Poking the Bear

 As a parent and as a self identified fairly liberal minded person I find it hard at times to understand the conflict that rages through my heart and mind about Russia.  It does not extend to Russian people I meet, many who have become friends, but to Russia as a power under a man like Putin.  Under a man like Gorbachev I welcomed it .  As someone who teaches her sons to not prejudge I cannot tell you what a knee jerk reaction I have to seeing Putin. 

I am a child of the Soviet Iron Curtain era.  I guess part of me will never let that go and most of me does not want to, big believer that one should know history.  To me a dominant, expansionist KGB (cause there is no such thing as former KGB unless you are RIP) in Russia is to be eyed wearily. I separate governments from people though based on my experiences and while I shudder at the thought of the Soviet (by definition that is a government body/party in Russian) I share an experience of yearning for freedom with the Russian people.  

So I watch Sochi with less interest than I watch the news on Ukraine.  I watched Putin smile and he scares me - scares me in a way that no US citizen can really ever fully understand.  I have seen that smile on too many of the Iron Curtain rulers in the past.  It is the smile of confidence - and him confident is worse than any horror movie for me.  I write this and know I could not have written this in my native country when I was growing up without fear of jail time - not sure you could today in China or Russia either, not unless you seem inconsequential.  

The transition to freedom has not been an easy one for Russia or any of the former Eastern bloc countries.  I always thought Communism was the parent of the purest form of Capitalism.  In those countries demand truly dictated supply and pricing on a black market, unchecked by regulations and very Ayn Rand in it's reliance on self-sufficiency.  After all the official stance was that the "State" owned it all - too bad the "State" only chose to give it to a select few, take it with violence for personal gain, and then ensure that equality actually just meant officially everyone had nothing to hope for and misery was all around.  Yet hope they did, run away they did, and thrive on a black market they did.  As the walls came tumbling down that beast that had kept this going underneath with corruption, from the pharmacist who sold you the prescription only with a "tip" or not at all to the elected official, did not crumble.  Yes these countries suffered - they were left barren by policies that took and took with not a thought for what it was doing for the future of those lands - they were also left often barren of some of the keener minds who left because they understood there was no future in those lands.  

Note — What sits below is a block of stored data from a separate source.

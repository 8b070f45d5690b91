use clap::{Args, Parser, Subcommand};
use owo_colors::OwoColorize;
use serde_json::json;
use std::path::Path;
use std::str::FromStr;
use wd_core::types::{
    CreateProjectInput, CreateTaskInput, InvoicingMethod, OrganizationId, ParticipantRole,
    ProjectFilter, ProjectId, ProjectStatus, RatingRequest, RegisterUserInput, ReviewAction,
    TaskId, TaskSeed, UserId,
};
use wd_core::{Marketplace, RequestContext};
use wd_db::DbStore;
use wd_events::bus::EventBus;
use wd_events::types::EventSource;

#[derive(Parser)]
#[command(name = "wd", about = "Freelance marketplace project core")]
struct Cli {
    #[command(subcommand)]
    command: Command,
}

#[derive(Subcommand)]
enum Command {
    #[command(subcommand)]
    User(UserCommand),
    #[command(subcommand)]
    Project(ProjectCommand),
    #[command(subcommand)]
    Task(TaskCommand),
    #[command(subcommand)]
    Rating(RatingCommand),
    /// Pending rating prompts for a user
    Notifications(NotificationsArgs),
    /// The committed event log
    Events(EventsArgs),
}

#[derive(Subcommand)]
enum UserCommand {
    Register { display_name: String },
    Get { id: String },
}

#[derive(Subcommand)]
enum ProjectCommand {
    /// Create a project with its gig-seeded tasks
    Activate(ActivateArgs),
    Get { id: String },
    List(ListArgs),
    Progress { id: String },
    Pause { id: String },
    Resume { id: String },
    /// Re-derive completion from the task set
    Recompute { id: String },
}

#[derive(Args)]
struct ActivateArgs {
    #[arg(long)]
    organization: String,
    #[arg(long)]
    title: String,
    #[arg(long)]
    freelancer: String,
    #[arg(long)]
    commissioner: String,
    /// "milestone" or "completion"
    #[arg(long, default_value = "milestone")]
    invoicing: String,
    /// RFC 3339 timestamp
    #[arg(long)]
    due: Option<String>,
    /// Repeatable; "title" or "title:description"
    #[arg(long = "task")]
    tasks: Vec<String>,
}

#[derive(Args)]
struct ListArgs {
    #[arg(long)]
    organization: Option<String>,
    #[arg(long)]
    participant: Option<String>,
    /// Repeatable; "ongoing", "paused" or "completed"
    #[arg(long = "status")]
    statuses: Vec<String>,
}

#[derive(Subcommand)]
enum TaskCommand {
    Add {
        #[arg(long)]
        project: String,
        #[arg(long)]
        title: String,
        #[arg(long, default_value = "")]
        description: String,
    },
    Get {
        id: String,
    },
    List {
        project: String,
    },
    /// Submit a deliverable for review
    Submit {
        id: String,
        #[arg(long)]
        url: String,
    },
    Approve {
        id: String,
    },
    Reject {
        id: String,
        #[arg(long)]
        comment: String,
    },
}

#[derive(Subcommand)]
enum RatingCommand {
    /// Eligibility check without writing anything
    Check(RatingTarget),
    Submit(SubmitRatingArgs),
    ListProject { project: String },
    ListSubject { user: String },
}

#[derive(Args)]
struct RatingTarget {
    #[arg(long)]
    project: String,
    #[arg(long)]
    rater: String,
    /// "freelancer" or "commissioner"
    #[arg(long)]
    rater_role: String,
    #[arg(long)]
    subject: String,
}

#[derive(Args)]
struct SubmitRatingArgs {
    #[command(flatten)]
    target: RatingTarget,
    #[arg(long)]
    rating: u8,
    #[arg(long)]
    comment: Option<String>,
}

#[derive(Args)]
struct NotificationsArgs {
    #[arg(long)]
    user: String,
}

#[derive(Args)]
struct EventsArgs {
    #[arg(long)]
    after: Option<i64>,
    #[arg(long)]
    limit: Option<u32>,
}

type CliResult<T> = Result<T, Box<dyn std::error::Error>>;

fn main() {
    let cli = Cli::parse();
    if let Err(err) = run(cli) {
        eprintln!("{} {err}", "error:".red());
        std::process::exit(1);
    }
}

fn open_marketplace() -> CliResult<Marketplace<DbStore>> {
    let db_path =
        std::env::var("WORKDESK_DB_PATH").unwrap_or_else(|_| ".workdesk/marketplace.db".to_string());
    // parent() yields "" for a bare filename; nothing to create then.
    if let Some(parent) = Path::new(&db_path).parent() {
        if !parent.as_os_str().is_empty() {
            std::fs::create_dir_all(parent)?;
        }
    }
    let store = DbStore::open(&db_path)?;
    Ok(Marketplace::new(store, EventBus::new(1024)))
}

fn ctx() -> RequestContext {
    RequestContext::new(EventSource::Cli, None)
}

fn print_json<T: serde::Serialize>(value: &T) -> CliResult<()> {
    println!("{}", serde_json::to_string_pretty(value)?);
    Ok(())
}

fn parse_invoicing(value: &str) -> CliResult<InvoicingMethod> {
    match value.to_ascii_lowercase().as_str() {
        "milestone" => Ok(InvoicingMethod::Milestone),
        "completion" => Ok(InvoicingMethod::Completion),
        other => Err(format!("unknown invoicing method: {other}").into()),
    }
}

fn parse_status(value: &str) -> CliResult<ProjectStatus> {
    match value.to_ascii_lowercase().as_str() {
        "ongoing" => Ok(ProjectStatus::Ongoing),
        "paused" => Ok(ProjectStatus::Paused),
        "completed" => Ok(ProjectStatus::Completed),
        other => Err(format!("unknown project status: {other}").into()),
    }
}

fn parse_role(value: &str) -> CliResult<ParticipantRole> {
    match value.to_ascii_lowercase().as_str() {
        "freelancer" => Ok(ParticipantRole::Freelancer),
        "commissioner" => Ok(ParticipantRole::Commissioner),
        other => Err(format!("unknown participant role: {other}").into()),
    }
}

fn parse_seed(value: &str) -> TaskSeed {
    match value.split_once(':') {
        Some((title, description)) => TaskSeed {
            title: title.to_string(),
            description: description.to_string(),
        },
        None => TaskSeed {
            title: value.to_string(),
            description: String::new(),
        },
    }
}

fn run(cli: Cli) -> CliResult<()> {
    let core = open_marketplace()?;
    match cli.command {
        Command::User(command) => run_user(&core, command),
        Command::Project(command) => run_project(&core, command),
        Command::Task(command) => run_task(&core, command),
        Command::Rating(command) => run_rating(&core, command),
        Command::Notifications(args) => {
            let user = UserId::from_str(&args.user)?;
            print_json(&core.notifications().list_for_user(&user)?)
        }
        Command::Events(args) => print_json(&core.events().list(args.after, args.limit)?),
    }
}

fn run_user(core: &Marketplace<DbStore>, command: UserCommand) -> CliResult<()> {
    match command {
        UserCommand::Register { display_name } => {
            let user = core
                .users()
                .register(&ctx(), RegisterUserInput { display_name })?;
            print_json(&user)
        }
        UserCommand::Get { id } => {
            let id = UserId::from_str(&id)?;
            print_json(&core.users().get(&id)?)
        }
    }
}

fn run_project(core: &Marketplace<DbStore>, command: ProjectCommand) -> CliResult<()> {
    match command {
        ProjectCommand::Activate(args) => {
            let due_date = args
                .due
                .as_deref()
                .map(chrono::DateTime::parse_from_rfc3339)
                .transpose()?
                .map(|value| value.with_timezone(&chrono::Utc));
            let input = CreateProjectInput {
                organization_id: OrganizationId::from_str(&args.organization)?,
                title: args.title,
                freelancer_id: UserId::from_str(&args.freelancer)?,
                commissioner_id: UserId::from_str(&args.commissioner)?,
                invoicing_method: parse_invoicing(&args.invoicing)?,
                due_date,
            };
            let seeds = args.tasks.iter().map(|value| parse_seed(value)).collect();
            let (project, tasks) = core.projects().activate(&ctx(), input, seeds)?;
            print_json(&json!({ "project": project, "tasks": tasks }))
        }
        ProjectCommand::Get { id } => {
            let id = ProjectId::from_str(&id)?;
            print_json(&core.projects().get(&id)?)
        }
        ProjectCommand::List(args) => {
            let filter = ProjectFilter {
                organization_id: args
                    .organization
                    .as_deref()
                    .map(OrganizationId::from_str)
                    .transpose()?,
                participant_id: args
                    .participant
                    .as_deref()
                    .map(UserId::from_str)
                    .transpose()?,
                status: if args.statuses.is_empty() {
                    None
                } else {
                    Some(
                        args.statuses
                            .iter()
                            .map(|value| parse_status(value))
                            .collect::<CliResult<Vec<_>>>()?,
                    )
                },
            };
            print_json(&core.projects().list(filter)?)
        }
        ProjectCommand::Progress { id } => {
            let id = ProjectId::from_str(&id)?;
            print_json(&core.projects().progress(&id)?)
        }
        ProjectCommand::Pause { id } => {
            let id = ProjectId::from_str(&id)?;
            print_json(&core.projects().pause(&ctx(), &id)?)
        }
        ProjectCommand::Resume { id } => {
            let id = ProjectId::from_str(&id)?;
            print_json(&core.projects().resume(&ctx(), &id)?)
        }
        ProjectCommand::Recompute { id } => {
            let id = ProjectId::from_str(&id)?;
            print_json(&core.projects().recompute_completion(&ctx(), &id)?)
        }
    }
}

fn run_task(core: &Marketplace<DbStore>, command: TaskCommand) -> CliResult<()> {
    match command {
        TaskCommand::Add {
            project,
            title,
            description,
        } => {
            let input = CreateTaskInput {
                project_id: ProjectId::from_str(&project)?,
                title,
                description,
            };
            print_json(&core.tasks().add(&ctx(), input)?)
        }
        TaskCommand::Get { id } => {
            let id = TaskId::from_str(&id)?;
            print_json(&core.tasks().get(&id)?)
        }
        TaskCommand::List { project } => {
            let project = ProjectId::from_str(&project)?;
            print_json(&core.tasks().list(&project)?)
        }
        TaskCommand::Submit { id, url } => {
            let id = TaskId::from_str(&id)?;
            print_json(&core.tasks().submit(&ctx(), &id, &url)?)
        }
        TaskCommand::Approve { id } => {
            let id = TaskId::from_str(&id)?;
            print_json(&core.tasks().review(&ctx(), &id, ReviewAction::Approve, None)?)
        }
        TaskCommand::Reject { id, comment } => {
            let id = TaskId::from_str(&id)?;
            print_json(&core
                .tasks()
                .review(&ctx(), &id, ReviewAction::Reject, Some(comment))?)
        }
    }
}

fn run_rating(core: &Marketplace<DbStore>, command: RatingCommand) -> CliResult<()> {
    match command {
        RatingCommand::Check(target) => {
            let rater_role = parse_role(&target.rater_role)?;
            let guard = core.ratings().can_rate(
                &ProjectId::from_str(&target.project)?,
                &UserId::from_str(&target.rater)?,
                rater_role,
                &UserId::from_str(&target.subject)?,
                rater_role.other(),
            )?;
            if guard.can_rate {
                println!("{}", "eligible".green());
            } else {
                print_json(&guard)?;
            }
            Ok(())
        }
        RatingCommand::Submit(args) => {
            let rater_role = parse_role(&args.target.rater_role)?;
            let request = RatingRequest {
                project_id: ProjectId::from_str(&args.target.project)?,
                rater_user_id: UserId::from_str(&args.target.rater)?,
                rater_role,
                subject_user_id: UserId::from_str(&args.target.subject)?,
                subject_role: rater_role.other(),
                rating: args.rating,
                comment: args.comment,
            };
            print_json(&core.ratings().submit(&ctx(), request)?)
        }
        RatingCommand::ListProject { project } => {
            let project = ProjectId::from_str(&project)?;
            print_json(&core.ratings().list_for_project(&project)?)
        }
        RatingCommand::ListSubject { user } => {
            let user = UserId::from_str(&user)?;
            print_json(&core.ratings().list_for_subject(&user)?)
        }
    }
}
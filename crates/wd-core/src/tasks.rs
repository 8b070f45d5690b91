use crate::error::TaskError;
use crate::types::{CreateTaskInput, ProjectId, Task, TaskId};

pub trait TaskRepository {
    fn create(&self, input: CreateTaskInput) -> Result<Task, TaskError>;
    fn get(&self, id: &TaskId) -> Result<Option<Task>, TaskError>;
    fn list_for_project(&self, project_id: &ProjectId) -> Result<Vec<Task>, TaskError>;
    /// Moves a task to `Submitted`, recording the deliverable URL and the
    /// submission timestamp. `version` is the caller-computed value (bumped
    /// when this is a resubmission of a rejected task).
    fn submit(&self, id: &TaskId, reference_url: &str, version: u32) -> Result<Task, TaskError>;
    /// Moves a task to `Approved` and marks it completed.
    fn approve(&self, id: &TaskId) -> Result<Task, TaskError>;
    /// Moves a task to `Rejected` with the reviewer's reason;
    /// `feedback_count` is the caller-computed incremented value.
    fn reject(&self, id: &TaskId, reason: &str, feedback_count: u32) -> Result<Task, TaskError>;
}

This lack of understanding of how hard this transition has been on the people in those countries has led to the rise of a nostalgia for the "old days" and Putin is everything the old days were.  It is the nostalgia that we all have "what's too painful to remember we simply choose to forget"  - after all if I can see food in a supermarket now but cannot afford it is it really better than before when there was no food in supermarket but maybe with a scrape and a connection I could buy a little at a high price off the black market?  It must be like a prisoner, wrongly convicted to a maximum security prison, comes out and the world outside is not one he knows how to navigate.  These countries have come a long way with a way to go but the rise of Putin and some of his sidekicks gives me no peace of mind. 

I congratulate the athletes of Russia because many of them and the people of that country are me, former children or next generation of a time that was grey and oppressive. I watch what is going on though less with the medal count because smoke and mirrors and distractions are not what catch my interest - but the violence in Ukraine does and it scares me because we as a world we have a short attention span and Putin has a long patience for waiting us out to do what he wants.  

In a house where my kids watch politics with me it is a balance to make sure that I voice my opinions in a way that is obvious to small children that I am not against a people but against a government, whether it be foreign or domestic. I am grateful every day for living in a place that gives me that luxury with my children - to not be afraid to say something in my own home that my children will be asked about in a school that could lead to jail time or worse for me (no that is  not a myth happened in my family in Romania).  I am grateful for being able to watch Putin only from a distance and most of all I am grateful for the people of all those nations, eventually their spirit does triumph it just may take a while.